EXERCISE REQUIREMENTS >> With no edits of any kind, print each record that follows.

Stored items:
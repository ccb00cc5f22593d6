use serde::{Deserialize, Serialize};

/// Source-level type identifier, e.g. `SystemInt32`.
pub type TypeName = String;

/// Annotation spelling that means "no value".
pub const VOID_ANNOTATION: &str = "SystemVoid";

pub const INT32: &str = "SystemInt32";
pub const UINT32: &str = "SystemUInt32";
pub const SINGLE: &str = "SystemSingle";
pub const STRING: &str = "SystemString";
pub const BOOLEAN: &str = "SystemBoolean";
pub const OBJECT: &str = "SystemObject";

/// Static type of a value.
///
/// `Void` is a sentinel: it is what a call without a result produces, and a
/// variable can never be declared with it.
#[derive(Debug, Clone, PartialEq, Eq, Hash, PartialOrd, Ord, Serialize, Deserialize)]
pub enum Type {
    Void,
    Named(TypeName),
}

impl Type {
    pub fn named(name: &str) -> Self {
        Type::Named(name.to_string())
    }

    pub fn int32() -> Self {
        Self::named(INT32)
    }

    pub fn uint32() -> Self {
        Self::named(UINT32)
    }

    pub fn single() -> Self {
        Self::named(SINGLE)
    }

    pub fn string() -> Self {
        Self::named(STRING)
    }

    pub fn boolean() -> Self {
        Self::named(BOOLEAN)
    }

    pub fn object() -> Self {
        Self::named(OBJECT)
    }

    pub fn is_void(&self) -> bool {
        matches!(self, Type::Void)
    }

    /// The identifier, or `SystemVoid` for the sentinel.
    pub fn name(&self) -> &str {
        match self {
            Type::Void => VOID_ANNOTATION,
            Type::Named(n) => n,
        }
    }
}

impl std::fmt::Display for Type {
    fn fmt(&self, f: &mut std::fmt::Formatter<'_>) -> std::fmt::Result {
        f.write_str(self.name())
    }
}

/// Render an argument-type tuple the way diagnostics show it: `(A, B)`.
pub fn fmt_types(types: &[Type]) -> String {
    let names: Vec<&str> = types.iter().map(Type::name).collect();
    format!("({})", names.join(", "))
}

YOUR SOLUTION >>
repository ccb00cc5f22593d6
use serde::{Deserialize, Serialize};

/// Source-level type identifier, e.g. `SystemInt32`.
pub type TypeName = String;

/// Annotation spelling that means "no value".
pub const VOID_ANNOTATION: &str = "SystemVoid";

pub const INT32: &str = "SystemInt32";
pub const UINT32: &str = "SystemUInt32";
pub const SINGLE: &str = "SystemSingle";
pub const STRING: &str = "SystemString";
pub const BOOLEAN: &str = "SystemBoolean";
pub const OBJECT: &str = "SystemObject";

/// Static type of a value.
///
/// `Void` is a sentinel: it is what a call without a result produces, and a
/// variable can never be declared with it.
#[derive(Debug, Clone, PartialEq, Eq, Hash, PartialOrd, Ord, Serialize, Deserialize)]
pub enum Type {
    Void,
    Named(TypeName),
}

impl Type {
    pub fn named(name: &str) -> Self {
        Type::Named(name.to_string())
    }

    pub fn int32() -> Self {
        Self::named(INT32)
    }

    pub fn uint32() -> Self {
        Self::named(UINT32)
    }

    pub fn single() -> Self {
        Self::named(SINGLE)
    }

    pub fn string() -> Self {
        Self::named(STRING)
    }

    pub fn boolean() -> Self {
        Self::named(BOOLEAN)
    }

    pub fn object() -> Self {
        Self::named(OBJECT)
    }

    pub fn is_void(&self) -> bool {
        matches!(self, Type::Void)
    }

    /// The identifier, or `SystemVoid` for the sentinel.
    pub fn name(&self) -> &str {
        match self {
            Type::Void => VOID_ANNOTATION,
            Type::Named(n) => n,
        }
    }
}

impl std::fmt::Display for Type {
    fn fmt(&self, f: &mut std::fmt::Formatter<'_>) -> std::fmt::Result {
        f.write_str(self.name())
    }
}

/// Render an argument-type tuple the way diagnostics show it: `(A, B)`.
pub fn fmt_types(types: &[Type]) -> String {
    let names: Vec<&str> = types.iter().map(Type::name).collect();
    format!("({})", names.join(", "))
}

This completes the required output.